Given that we have multiple CPU cores in our system, we expect that we can speed up the operation by executing it in parallel.

How can we create a large numpy vector of random numbers in parallel using all CPU cores?

Run loops using all CPUs, download your FREE book to learn how.

How to Generate Random Numbers in Parallel with Multiprocessing

Numpy does not provide an API for creating an array of numpy vectors in parallel.

Instead, we must develop a solution ourselves.

One approach is to use process-based concurrency with the multiprocessing module.

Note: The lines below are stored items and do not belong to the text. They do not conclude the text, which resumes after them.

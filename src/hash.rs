use std::any::TypeId;
use std::fmt::{self, Debug, Formatter};
use std::hash::Hash;
use std::sync::atomic::{AtomicU64, Ordering};

use siphasher::sip128::{Hasher128, SipHasher13};

/// The next identity handed out to a function with captured state.
static NEXT_INSTANCE: AtomicU64 = AtomicU64::new(0);

/// The identity of a memoized function.
#[derive(Debug, Copy, Clone, Eq, PartialEq, Hash)]
pub enum FuncId {
    /// A function without state, identified by its type.
    Type(TypeId),
    /// A function with captured state, identified per wrapping.
    Instance(u64),
}

impl FuncId {
    /// Allocate the identity for a newly wrapped function of type `F`.
    ///
    /// Zero-sized functions (fn items and closures without captures) behave
    /// the same for every value of their type, so all of them share one
    /// identity. Everything else gets a fresh one.
    pub fn of<F: 'static>() -> Self {
        if size_of::<F>() == 0 {
            Self::Type(TypeId::of::<F>())
        } else {
            Self::Instance(NEXT_INSTANCE.fetch_add(1, Ordering::Relaxed))
        }
    }
}

/// Identifies a memoization slot.
///
/// Consists of the memoized function's identity and a 128-bit hash of the
/// argument tuple. Two argument tuples map to the same slot exactly when their
/// `Hash` implementations feed the same data into the hasher, so arguments
/// should hash structurally. Arguments that hash by address or that can
/// change behind a shared reference produce unstable keys.
///
/// The environment is never part of the key.
#[derive(Copy, Clone, Eq, PartialEq, Hash)]
pub struct Key {
    /// The identity of the memoized function.
    func: FuncId,
    /// The hash of the arguments.
    args: u128,
}

impl Key {
    /// Derive the key for a call of the function with the given arguments.
    pub fn new<Args: Hash + ?Sized>(func: FuncId, args: &Args) -> Self {
        Self { func, args: hash(args) }
    }

    /// The hash of the arguments.
    pub fn args(&self) -> u128 {
        self.args
    }
}

impl Debug for Key {
    fn fmt(&self, f: &mut Formatter) -> fmt::Result {
        write!(f, "Key({:?}, {:032x})", self.func, self.args)
    }
}

/// Produce a 128-bit hash of a value.
#[inline]
pub fn hash<T: Hash + ?Sized>(value: &T) -> u128 {
    let mut state = SipHasher13::new();
    value.hash(&mut state);
    state.finish128().as_u128()
}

The multiprocessing module is provided in the Python standard library and offers parallelism via process-based concurrency. This is unlike Python threads that are limited to running one at a time due to thread-safety issues with the Python interpreter.

The multiprocessing.Pool class provides a pool of worker processes that can be created once and reused to execute multiple tasks.

For example, we create a Pool and specify the number of workers to create, one for each CPU core in our system.

...

# create the process pool

with Pool(8) as pool:

# ...

Once created, we can call the map() or starmap() methods to call a function with one or multiple arguments.

If you are new to the multiprocessing Pool class, you can learn more about it here:

Python Multiprocessing Pool: The Complete Guide

There are two approaches we could explore for creating large arrays of random numbers in parallel, they are:

Create the arrays in parallel.
Populate the arrays in parallel.

Let’s take a closer look at each approach.

Create NumPy Arrays of Random Values in Parallel

One approach to creating a large vector of random numbers is to create multiple small vectors of random numbers in parallel, then combine them together into one large vector.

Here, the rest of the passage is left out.